The records »
----------------

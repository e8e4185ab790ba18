use chrono::NaiveDateTime;
use serde::{Deserialize, Serialize};

/// A bookable offering. Every category shares the same flat row; the
/// category decides which of the optional attribute columns are meaningful
/// (and which keys an update is allowed to touch).
#[derive(Debug, Clone, Serialize, Deserialize)]
pub struct Service {
    pub id: String,
    pub vendor_id: String,
    pub title: String,
    pub description: Option<String>,
    pub category: ServiceCategory,
    pub price: i64,
    pub currency: String,
    pub location: Option<String>,
    pub image_url: Option<String>,
    pub is_active: bool,
    pub duration_hours: Option<i64>,
    pub max_group_size: Option<i64>,
    pub meeting_point: Option<String>,
    pub star_rating: Option<i64>,
    pub room_type: Option<String>,
    pub amenities: Option<String>,
    pub vehicle_type: Option<String>,
    pub seat_count: Option<i64>,
    pub route_from: Option<String>,
    pub route_to: Option<String>,
    pub airline: Option<String>,
    pub departure_airport: Option<String>,
    pub arrival_airport: Option<String>,
    pub departure_time: Option<String>,
    pub venue: Option<String>,
    pub event_date: Option<String>,
    pub ticket_type: Option<String>,
    pub cuisine: Option<String>,
    pub menu_url: Option<String>,
    pub opening_hours: Option<String>,
    pub languages: Option<String>,
    pub years_experience: Option<i64>,
    pub specialties: Option<String>,
    pub created_at: NaiveDateTime,
    pub updated_at: NaiveDateTime,
}

#[derive(Debug, Clone, Copy, Serialize, Deserialize, PartialEq, Eq)]
#[serde(rename_all = "lowercase")]
pub enum ServiceCategory {
    Tour,
    Hotel,
    Transport,
    Flight,
    Event,
    Restaurant,
    Guide,
}

impl ServiceCategory {
    pub fn as_str(&self) -> &'static str {
        match self {
            ServiceCategory::Tour => "tour",
            ServiceCategory::Hotel => "hotel",
            ServiceCategory::Transport => "transport",
            ServiceCategory::Flight => "flight",
            ServiceCategory::Event => "event",
            ServiceCategory::Restaurant => "restaurant",
            ServiceCategory::Guide => "guide",
        }
    }

    pub fn parse(s: &str) -> Option<Self> {
        match s {
            "tour" => Some(ServiceCategory::Tour),
            "hotel" => Some(ServiceCategory::Hotel),
            "transport" => Some(ServiceCategory::Transport),
            "flight" => Some(ServiceCategory::Flight),
            "event" => Some(ServiceCategory::Event),
            "restaurant" => Some(ServiceCategory::Restaurant),
            "guide" => Some(ServiceCategory::Guide),
            _ => None,
        }
    }

    /// Attribute columns an update may touch for this category, on top of
    /// the common set every category shares. Keys outside the combined
    /// whitelist are dropped without error.
    pub fn attribute_columns(&self) -> &'static [&'static str] {
        match self {
            ServiceCategory::Tour => &["duration_hours", "max_group_size", "meeting_point"],
            ServiceCategory::Hotel => &["star_rating", "room_type", "amenities"],
            ServiceCategory::Transport => {
                &["vehicle_type", "seat_count", "route_from", "route_to"]
            }
            ServiceCategory::Flight => &[
                "airline",
                "departure_airport",
                "arrival_airport",
                "departure_time",
            ],
            ServiceCategory::Event => &["venue", "event_date", "ticket_type"],
            ServiceCategory::Restaurant => &["cuisine", "menu_url", "opening_hours"],
            ServiceCategory::Guide => &["languages", "years_experience", "specialties"],
        }
    }
}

----------------

Exercise »
Each line in which the string "Restaurant" is found must be copied from the data.

Finished exercise »
    Restaurant,
            ServiceCategory::Restaurant => "restaurant",
            "restaurant" => Some(ServiceCategory::Restaurant),
            ServiceCategory::Restaurant => &["cuisine", "menu_url", "opening_hours"],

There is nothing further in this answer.